• MATERIAL SUPPLIED:
//! API routes for helpdeskd
//!
//! Handlers resolve the caller, apply the authorization gate, validate the
//! payload, and only then hand off to the service. A malformed body is
//! reported after the gate so unauthorized callers learn nothing about the
//! expected shape.

use crate::auth::AuthUser;
use crate::error::HelpdeskError;
use crate::server::AppState;
use axum::{
    extract::{
        rejection::{JsonRejection, PathRejection},
        Path, State,
    },
    http::{header, StatusCode},
    response::{IntoResponse, Response},
    routing::{delete, get, patch},
    Json, Router,
};
use helpdesk_shared::{
    AssignRequest, CommentRequest, CommentView, Operation, StatusLogEntry, StatusRequest,
    TicketRequest, TicketSummary, User, UserRequest,
};
use serde::{Deserialize, Serialize};
use serde_json::json;
use std::sync::Arc;
use tracing::error;

type AppStateArc = Arc<AppState>;

// ============================================================================
// Errors
// ============================================================================

/// HTTP rendering of a `HelpdeskError`
#[derive(Debug)]
pub struct ApiError(pub HelpdeskError);

impl From<HelpdeskError> for ApiError {
    fn from(err: HelpdeskError) -> Self {
        Self(err)
    }
}

impl From<JsonRejection> for ApiError {
    fn from(rejection: JsonRejection) -> Self {
        Self(HelpdeskError::InvalidInput(rejection.body_text()))
    }
}

impl From<PathRejection> for ApiError {
    fn from(rejection: PathRejection) -> Self {
        Self(HelpdeskError::InvalidInput(rejection.body_text()))
    }
}

impl IntoResponse for ApiError {
    fn into_response(self) -> Response {
        let status = match &self.0 {
            HelpdeskError::Unauthorized(_) => StatusCode::UNAUTHORIZED,
            HelpdeskError::Forbidden(_) => StatusCode::FORBIDDEN,
            HelpdeskError::NotFound(_) => StatusCode::NOT_FOUND,
            HelpdeskError::InvalidInput(_) | HelpdeskError::InvalidTransition { .. } => {
                StatusCode::BAD_REQUEST
            }
            HelpdeskError::Store(_) | HelpdeskError::Internal(_) => {
                StatusCode::INTERNAL_SERVER_ERROR
            }
        };

        let message = if self.0.is_internal() {
            error!("  Internal error: {}", self.0);
            "Internal server error".to_string()
        } else {
            self.0.to_string()
        };

        (status, Json(json!({ "message": message }))).into_response()
    }
}

type ApiResult<T> = Result<T, ApiError>;

fn body<T>(payload: Result<Json<T>, JsonRejection>) -> ApiResult<T> {
    Ok(payload?.0)
}

type IdPath = Result<Path<i64>, PathRejection>;

fn path_id(path: IdPath) -> ApiResult<i64> {
    Ok(path?.0)
}

/// Confirmation message with an optional payload
#[derive(Debug, Clone, Serialize, Deserialize)]
pub struct MessageResponse<T> {
    pub message: String,
    #[serde(flatten)]
    pub data: T,
}

fn message<T>(text: &str, data: T) -> MessageResponse<T> {
    MessageResponse {
        message: text.to_string(),
        data,
    }
}

// ============================================================================
// Health & Metrics Routes
// ============================================================================

#[derive(Debug, Clone, Serialize, Deserialize)]
pub struct HealthResponse {
    pub status: String,
    pub version: String,
    pub uptime_seconds: u64,
}

pub fn health_routes() -> Router<AppStateArc> {
    Router::new()
        .route("/v1/health", get(health_check))
        .route("/metrics", get(metrics))
}

async fn health_check(State(state): State<AppStateArc>) -> Json<HealthResponse> {
    state.service.metrics().record_request("health");
    Json(HealthResponse {
        status: "UP".to_string(),
        version: env!("CARGO_PKG_VERSION").to_string(),
        uptime_seconds: state.start_time.elapsed().as_secs(),
    })
}

async fn metrics(State(state): State<AppStateArc>) -> impl IntoResponse {
    (
        [(header::CONTENT_TYPE, "text/plain; version=0.0.4")],
        state.service.metrics().render(),
    )
}

// ============================================================================
// User Routes
// ============================================================================

pub fn user_routes() -> Router<AppStateArc> {
    Router::new().route("/v1/users", get(list_users).post(create_user))
}

async fn create_user(
    State(state): State<AppStateArc>,
    auth: AuthUser,
    payload: Result<Json<UserRequest>, JsonRejection>,
) -> ApiResult<(StatusCode, Json<MessageResponse<serde_json::Value>>)> {
    state.service.metrics().record_request("create_user");
    auth.require(Operation::CreateUser)?;
    let input = body(payload)?.validate().map_err(HelpdeskError::from)?;

    let user = state.service.create_user(input).await?;
    Ok((
        StatusCode::CREATED,
        Json(message("User created successfully", json!({ "user": user }))),
    ))
}

async fn list_users(State(state): State<AppStateArc>, auth: AuthUser) -> ApiResult<Json<Vec<User>>> {
    state.service.metrics().record_request("list_users");
    auth.require(Operation::ListUsers)?;
    Ok(Json(state.service.list_users().await?))
}

// ============================================================================
// Ticket Routes
// ============================================================================

pub fn ticket_routes() -> Router<AppStateArc> {
    Router::new()
        .route("/v1/tickets", get(list_tickets).post(create_ticket))
        .route("/v1/tickets/:id", delete(delete_ticket))
        .route("/v1/tickets/:id/assign", patch(assign_ticket))
        .route("/v1/tickets/:id/status", patch(update_status))
        .route("/v1/tickets/:id/history", get(ticket_history))
        .route(
            "/v1/tickets/:id/comments",
            get(list_comments).post(add_comment),
        )
}

async fn create_ticket(
    State(state): State<AppStateArc>,
    auth: AuthUser,
    payload: Result<Json<TicketRequest>, JsonRejection>,
) -> ApiResult<(StatusCode, Json<MessageResponse<serde_json::Value>>)> {
    state.service.metrics().record_request("create_ticket");
    let creator = auth.require(Operation::CreateTicket)?;
    let input = body(payload)?.validate().map_err(HelpdeskError::from)?;

    let ticket = state.service.create_ticket(creator, input).await?;
    Ok((
        StatusCode::CREATED,
        Json(message("Ticket created successfully", json!({ "ticket": ticket }))),
    ))
}

async fn list_tickets(
    State(state): State<AppStateArc>,
    auth: AuthUser,
) -> ApiResult<Json<Vec<TicketSummary>>> {
    state.service.metrics().record_request("list_tickets");
    let viewer = auth.require(Operation::ListTickets)?;
    Ok(Json(state.service.list_tickets(viewer).await?))
}

async fn assign_ticket(
    State(state): State<AppStateArc>,
    auth: AuthUser,
    ticket_id: IdPath,
    payload: Result<Json<AssignRequest>, JsonRejection>,
) -> ApiResult<Json<MessageResponse<serde_json::Value>>> {
    state.service.metrics().record_request("assign_ticket");
    let requester = auth.require(Operation::AssignTicket)?;
    let ticket_id = path_id(ticket_id)?;
    let assignment = body(payload)?.validate().map_err(HelpdeskError::from)?;

    let outcome = state
        .service
        .assign_ticket(ticket_id, assignment, requester)
        .await?;
    Ok(Json(message(
        "Ticket assigned successfully and status updated to IN_PROGRESS",
        json!({ "ticket": outcome.ticket }),
    )))
}

async fn update_status(
    State(state): State<AppStateArc>,
    auth: AuthUser,
    ticket_id: IdPath,
    payload: Result<Json<StatusRequest>, JsonRejection>,
) -> ApiResult<Json<MessageResponse<serde_json::Value>>> {
    state.service.metrics().record_request("update_status");
    let requester = auth.require(Operation::UpdateStatus)?;
    let ticket_id = path_id(ticket_id)?;
    let change = body(payload)?.validate().map_err(HelpdeskError::from)?;

    let outcome = state
        .service
        .update_status(ticket_id, change, requester)
        .await?;
    Ok(Json(message(
        "Ticket status updated successfully",
        json!({ "ticket": outcome.ticket }),
    )))
}

async fn delete_ticket(
    State(state): State<AppStateArc>,
    auth: AuthUser,
    ticket_id: IdPath,
) -> ApiResult<StatusCode> {
    state.service.metrics().record_request("delete_ticket");
    let requester = auth.require(Operation::DeleteTicket)?;
    let ticket_id = path_id(ticket_id)?;
    state.service.delete_ticket(ticket_id, requester).await?;
    Ok(StatusCode::NO_CONTENT)
}

async fn ticket_history(
    State(state): State<AppStateArc>,
    auth: AuthUser,
    ticket_id: IdPath,
) -> ApiResult<Json<Vec<StatusLogEntry>>> {
    state.service.metrics().record_request("ticket_history");
    let viewer = auth.require(Operation::TicketThread)?;
    let ticket_id = path_id(ticket_id)?;
    Ok(Json(state.service.ticket_history(ticket_id, viewer).await?))
}

// ============================================================================
// Comment Routes
// ============================================================================

pub fn comment_routes() -> Router<AppStateArc> {
    Router::new().route("/v1/comments/:id", patch(update_comment).delete(delete_comment))
}

async fn add_comment(
    State(state): State<AppStateArc>,
    auth: AuthUser,
    ticket_id: IdPath,
    payload: Result<Json<CommentRequest>, JsonRejection>,
) -> ApiResult<(StatusCode, Json<MessageResponse<serde_json::Value>>)> {
    state.service.metrics().record_request("add_comment");
    let author = auth.require(Operation::TicketThread)?;
    let ticket_id = path_id(ticket_id)?;
    let input = body(payload)?.validate().map_err(HelpdeskError::from)?;

    let comment = state.service.add_comment(ticket_id, input, author).await?;
    Ok((
        StatusCode::CREATED,
        Json(message("Comment added successfully", json!({ "comment": comment }))),
    ))
}

async fn list_comments(
    State(state): State<AppStateArc>,
    auth: AuthUser,
    ticket_id: IdPath,
) -> ApiResult<Json<Vec<CommentView>>> {
    state.service.metrics().record_request("list_comments");
    let viewer = auth.require(Operation::TicketThread)?;
    let ticket_id = path_id(ticket_id)?;
    Ok(Json(state.service.list_comments(ticket_id, viewer).await?))
}

async fn update_comment(
    State(state): State<AppStateArc>,
    auth: AuthUser,
    comment_id: IdPath,
    payload: Result<Json<CommentRequest>, JsonRejection>,
) -> ApiResult<Json<MessageResponse<serde_json::Value>>> {
    state.service.metrics().record_request("update_comment");
    let requester = auth.require(Operation::TicketThread)?;
    let comment_id = path_id(comment_id)?;
    let input = body(payload)?.validate().map_err(HelpdeskError::from)?;

    let comment = state
        .service
        .update_comment(comment_id, input, requester)
        .await?;
    Ok(Json(message(
        "Comment updated successfully",
        json!({ "comment": comment }),
    )))
}

async fn delete_comment(
    State(state): State<AppStateArc>,
    auth: AuthUser,
    comment_id: IdPath,
) -> ApiResult<StatusCode> {
    state.service.metrics().record_request("delete_comment");
    let requester = auth.require(Operation::TicketThread)?;
    let comment_id = path_id(comment_id)?;
    state.service.delete_comment(comment_id, requester).await?;
    Ok(StatusCode::NO_CONTENT)
}
//! HTTP API Tests
//!
//! Drives the full router with in-process requests:
//!
//! 1. Authentication and the role gate run before body validation
//! 2. Ticket flows return the documented status codes and messages
//! 3. Listing and thread access respect role scoping
//!
//! ## Running
//!
//! ```bash
//! cargo test -p helpdeskd --test api_tests
//! ```

use axum::body::{to_bytes, Body};
use axum::http::{header, Method, Request, StatusCode};
use axum::Router;
use helpdesk_shared::{NewUser, Role};
use helpdeskd::db::{Database, DbLocation};
use helpdeskd::metrics::HelpdeskMetrics;
use helpdeskd::server::{router, AppState};
use helpdeskd::HelpdeskService;
use serde_json::{json, Value};
use std::sync::Arc;
use std::time::Duration;
use tower::ServiceExt;

// ============================================================================
// Harness
// ============================================================================

struct Api {
    app: Router,
    manager: String,
    agent: String,
    agent_id: i64,
    customer: String,
    other_customer: String,
}

async fn account(service: &HelpdeskService, name: &str, role: Role) -> (i64, String) {
    let user = service
        .create_user(NewUser {
            name: name.to_string(),
            email: format!("{}@helpdesk.test", name),
            role,
        })
        .await
        .unwrap();
    let token = service.issue_token(user.id).await.unwrap();
    (user.id, token)
}

async fn api() -> Api {
    let db = Database::open(DbLocation::Memory, Duration::from_secs(1))
        .await
        .unwrap();
    let metrics = Arc::new(HelpdeskMetrics::new().unwrap());
    let service = HelpdeskService::new(db, metrics);

    let (_, manager) = account(&service, "maria", Role::Manager).await;
    let (agent_id, agent) = account(&service, "sven", Role::Support).await;
    let (_, customer) = account(&service, "ana", Role::User).await;
    let (_, other_customer) = account(&service, "omar", Role::User).await;

    Api {
        app: router(Arc::new(AppState::new(service))),
        manager,
        agent,
        agent_id,
        customer,
        other_customer,
    }
}

impl Api {
    async fn send(
        &self,
        method: Method,
        uri: &str,
        token: Option<&str>,
        body: Option<Value>,
    ) -> (StatusCode, Value) {
        let mut builder = Request::builder().method(method).uri(uri);
        if let Some(token) = token {
            builder = builder.header(header::AUTHORIZATION, format!("Bearer {}", token));
        }
        let request = match body {
            Some(json) => builder
                .header(header::CONTENT_TYPE, "application/json")
                .body(Body::from(json.to_string()))
                .unwrap(),
            None => builder.body(Body::empty()).unwrap(),
        };

        let response = self.app.clone().oneshot(request).await.unwrap();
        let status = response.status();
        let bytes = to_bytes(response.into_body(), usize::MAX).await.unwrap();
        let value = if bytes.is_empty() {
            Value::Null
        } else {
            serde_json::from_slice(&bytes).unwrap_or(Value::Null)
        };
        (status, value)
    }

    async fn create_ticket(&self, token: &str) -> i64 {
        let (status, body) = self
            .send(
                Method::POST,
                "/v1/tickets",
                Some(token),
                Some(json!({
                    "title": "Laptop will not boot",
                    "description": "Black screen after the firmware update",
                    "priority": "HIGH"
                })),
            )
            .await;
        assert_eq!(status, StatusCode::CREATED, "{}", body);
        body["ticket"]["id"].as_i64().unwrap()
    }
}

// ============================================================================
// Test: Authentication and Gate Ordering
// ============================================================================

#[tokio::test]
async fn test_missing_token_is_unauthorized() {
    let api = api().await;
    let (status, body) = api.send(Method::GET, "/v1/tickets", None, None).await;
    assert_eq!(status, StatusCode::UNAUTHORIZED);
    assert!(body["message"].as_str().unwrap().contains("No token provided"));
}

#[tokio::test]
async fn test_unknown_token_is_unauthorized() {
    let api = api().await;
    let (status, _) = api
        .send(Method::GET, "/v1/tickets", Some("deadbeef"), None)
        .await;
    assert_eq!(status, StatusCode::UNAUTHORIZED);
}

#[tokio::test]
async fn test_role_gate_runs_before_validation() {
    let api = api().await;
    // Empty body would be a 400, but SUPPORT may not create tickets at all
    let (status, body) = api
        .send(Method::POST, "/v1/tickets", Some(&api.agent), Some(json!({})))
        .await;
    assert_eq!(status, StatusCode::FORBIDDEN);
    assert_eq!(body["message"], "Forbidden: Insufficient permissions");
}

#[tokio::test]
async fn test_user_cannot_change_status() {
    let api = api().await;
    let id = api.create_ticket(&api.customer).await;
    let (status, _) = api
        .send(
            Method::PATCH,
            &format!("/v1/tickets/{}/status", id),
            Some(&api.customer),
            Some(json!({ "status": "CLOSED" })),
        )
        .await;
    assert_eq!(status, StatusCode::FORBIDDEN);
}

// ============================================================================
// Test: Ticket Flows
// ============================================================================

#[tokio::test]
async fn test_create_ticket_validation() {
    let api = api().await;
    let (status, body) = api
        .send(
            Method::POST,
            "/v1/tickets",
            Some(&api.customer),
            Some(json!({ "title": "Hi", "description": "Something is broken" })),
        )
        .await;
    assert_eq!(status, StatusCode::BAD_REQUEST);
    assert_eq!(body["message"], "Title minimum length is 5 characters");

    let (status, _) = api
        .send(
            Method::POST,
            "/v1/tickets",
            Some(&api.customer),
            Some(json!({
                "title": "Keyboard",
                "description": "Several keys stopped working",
                "priority": "URGENT"
            })),
        )
        .await;
    assert_eq!(status, StatusCode::BAD_REQUEST);
}

#[tokio::test]
async fn test_assign_resolve_close_flow() {
    let api = api().await;
    let id = api.create_ticket(&api.customer).await;

    let (status, body) = api
        .send(
            Method::PATCH,
            &format!("/v1/tickets/{}/assign", id),
            Some(&api.manager),
            Some(json!({ "assigneeId": api.agent_id })),
        )
        .await;
    assert_eq!(status, StatusCode::OK, "{}", body);
    assert_eq!(
        body["message"],
        "Ticket assigned successfully and status updated to IN_PROGRESS"
    );
    assert_eq!(body["ticket"]["status"], "IN_PROGRESS");
    assert_eq!(body["ticket"]["assigned_to"], api.agent_id);

    let (status, body) = api
        .send(
            Method::PATCH,
            &format!("/v1/tickets/{}/status", id),
            Some(&api.agent),
            Some(json!({ "status": "RESOLVED" })),
        )
        .await;
    assert_eq!(status, StatusCode::OK, "{}", body);
    assert_eq!(body["ticket"]["status"], "RESOLVED");

    let (status, body) = api
        .send(
            Method::PATCH,
            &format!("/v1/tickets/{}/status", id),
            Some(&api.agent),
            Some(json!({ "status": "IN_PROGRESS" })),
        )
        .await;
    assert_eq!(status, StatusCode::BAD_REQUEST);
    assert_eq!(
        body["message"],
        "Invalid status transition from RESOLVED to IN_PROGRESS"
    );

    let (status, _) = api
        .send(
            Method::PATCH,
            &format!("/v1/tickets/{}/status", id),
            Some(&api.manager),
            Some(json!({ "status": "CLOSED" })),
        )
        .await;
    assert_eq!(status, StatusCode::OK);

    let (status, history) = api
        .send(
            Method::GET,
            &format!("/v1/tickets/{}/history", id),
            Some(&api.customer),
            None,
        )
        .await;
    assert_eq!(status, StatusCode::OK);
    let history = history.as_array().unwrap();
    assert_eq!(history.len(), 3);
    assert_eq!(history[2]["new_status"], "CLOSED");
}

#[tokio::test]
async fn test_assign_to_user_role_rejected() {
    let api = api().await;
    let id = api.create_ticket(&api.customer).await;
    let (_, users) = api
        .send(Method::GET, "/v1/users", Some(&api.manager), None)
        .await;
    let customer_id = users
        .as_array()
        .unwrap()
        .iter()
        .find(|u| u["role"] == "USER")
        .unwrap()["id"]
        .as_i64()
        .unwrap();

    let (status, body) = api
        .send(
            Method::PATCH,
            &format!("/v1/tickets/{}/assign", id),
            Some(&api.manager),
            Some(json!({ "assigneeId": customer_id })),
        )
        .await;
    assert_eq!(status, StatusCode::BAD_REQUEST);
    assert_eq!(body["message"], "Cannot assign ticket to a USER role");
}

#[tokio::test]
async fn test_status_on_missing_ticket_is_not_found() {
    let api = api().await;
    let (status, body) = api
        .send(
            Method::PATCH,
            "/v1/tickets/9999/status",
            Some(&api.manager),
            Some(json!({ "status": "CLOSED" })),
        )
        .await;
    assert_eq!(status, StatusCode::NOT_FOUND);
    assert_eq!(body["message"], "Ticket not found");
}

#[tokio::test]
async fn test_delete_ticket() {
    let api = api().await;
    let id = api.create_ticket(&api.customer).await;
    let uri = format!("/v1/tickets/{}", id);

    let (status, _) = api.send(Method::DELETE, &uri, Some(&api.agent), None).await;
    assert_eq!(status, StatusCode::FORBIDDEN);

    let (status, _) = api
        .send(Method::DELETE, &uri, Some(&api.manager), None)
        .await;
    assert_eq!(status, StatusCode::NO_CONTENT);

    let (status, _) = api
        .send(Method::DELETE, &uri, Some(&api.manager), None)
        .await;
    assert_eq!(status, StatusCode::NOT_FOUND);
}

#[tokio::test]
async fn test_non_numeric_id_is_json_bad_request() {
    let api = api().await;
    for (method, uri) in [
        (Method::GET, "/v1/tickets/abc/history"),
        (Method::DELETE, "/v1/tickets/abc"),
        (Method::DELETE, "/v1/comments/first"),
    ] {
        let (status, body) = api.send(method, uri, Some(&api.manager), None).await;
        assert_eq!(status, StatusCode::BAD_REQUEST, "{}", uri);
        assert!(body["message"].is_string(), "{} returned {}", uri, body);
    }
}

#[tokio::test]
async fn test_non_numeric_id_still_gated_first() {
    let api = api().await;
    let (status, _) = api
        .send(Method::DELETE, "/v1/tickets/abc", Some(&api.customer), None)
        .await;
    assert_eq!(status, StatusCode::FORBIDDEN);
}

// ============================================================================
// Test: Role Scoping
// ============================================================================

#[tokio::test]
async fn test_listing_is_role_scoped() {
    let api = api().await;
    let mine = api.create_ticket(&api.customer).await;
    api.create_ticket(&api.other_customer).await;

    let (_, list) = api
        .send(Method::GET, "/v1/tickets", Some(&api.customer), None)
        .await;
    let list = list.as_array().unwrap();
    assert_eq!(list.len(), 1);
    assert_eq!(list[0]["id"], mine);
    assert_eq!(list[0]["creator_name"], "ana");

    let (_, list) = api
        .send(Method::GET, "/v1/tickets", Some(&api.manager), None)
        .await;
    assert_eq!(list.as_array().unwrap().len(), 2);

    // Support sees nothing until something is assigned
    let (_, list) = api
        .send(Method::GET, "/v1/tickets", Some(&api.agent), None)
        .await;
    assert!(list.as_array().unwrap().is_empty());
}

#[tokio::test]
async fn test_comment_thread_access() {
    let api = api().await;
    let id = api.create_ticket(&api.customer).await;
    let uri = format!("/v1/tickets/{}/comments", id);

    let (status, body) = api
        .send(
            Method::POST,
            &uri,
            Some(&api.customer),
            Some(json!({ "comment": "Still broken this morning" })),
        )
        .await;
    assert_eq!(status, StatusCode::CREATED);
    let comment_id = body["comment"]["id"].as_i64().unwrap();

    let (status, body) = api
        .send(Method::GET, &uri, Some(&api.other_customer), None)
        .await;
    assert_eq!(status, StatusCode::FORBIDDEN);
    assert_eq!(
        body["message"],
        "Forbidden: You do not have access to this ticket"
    );

    let (status, thread) = api.send(Method::GET, &uri, Some(&api.manager), None).await;
    assert_eq!(status, StatusCode::OK);
    assert_eq!(thread[0]["author_name"], "ana");
    assert_eq!(thread[0]["author_role"], "USER");

    let comment_uri = format!("/v1/comments/{}", comment_id);
    let (status, _) = api
        .send(
            Method::PATCH,
            &comment_uri,
            Some(&api.other_customer),
            Some(json!({ "comment": "hijacked" })),
        )
        .await;
    assert_eq!(status, StatusCode::FORBIDDEN);

    let (status, body) = api
        .send(
            Method::PATCH,
            &comment_uri,
            Some(&api.customer),
            Some(json!({ "comment": "Fixed after a restart" })),
        )
        .await;
    assert_eq!(status, StatusCode::OK);
    assert_eq!(body["comment"]["comment"], "Fixed after a restart");

    let (status, _) = api
        .send(Method::DELETE, &comment_uri, Some(&api.manager), None)
        .await;
    assert_eq!(status, StatusCode::NO_CONTENT);
}

// ============================================================================
// Test: Users, Health and Metrics
// ============================================================================

#[tokio::test]
async fn test_duplicate_email_rejected() {
    let api = api().await;
    let (status, body) = api
        .send(
            Method::POST,
            "/v1/users",
            Some(&api.manager),
            Some(json!({ "name": "Ana Again", "email": "ANA@helpdesk.test", "role": "SUPPORT" })),
        )
        .await;
    assert_eq!(status, StatusCode::BAD_REQUEST);
    assert_eq!(body["message"], "Email already registered");
}

#[tokio::test]
async fn test_health_and_metrics() {
    let api = api().await;
    let (status, body) = api.send(Method::GET, "/v1/health", None, None).await;
    assert_eq!(status, StatusCode::OK);
    assert_eq!(body["status"], "UP");

    let id = api.create_ticket(&api.customer).await;
    api.send(
        Method::PATCH,
        &format!("/v1/tickets/{}/status", id),
        Some(&api.manager),
        Some(json!({ "status": "CLOSED" })),
    )
    .await;

    let response = api
        .app
        .clone()
        .oneshot(Request::get("/metrics").body(Body::empty()).unwrap())
        .await
        .unwrap();
    let bytes = to_bytes(response.into_body(), usize::MAX).await.unwrap();
    let text = String::from_utf8(bytes.to_vec()).unwrap();
    assert!(text.contains("helpdesk_transitions_total{from=\"OPEN\",to=\"CLOSED\"} 1"));
}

• WHAT IS NEEDED:
When a line of the material above contains the string "mine", it counts. State the total and nothing more.

• YOUR SOLUTION:
2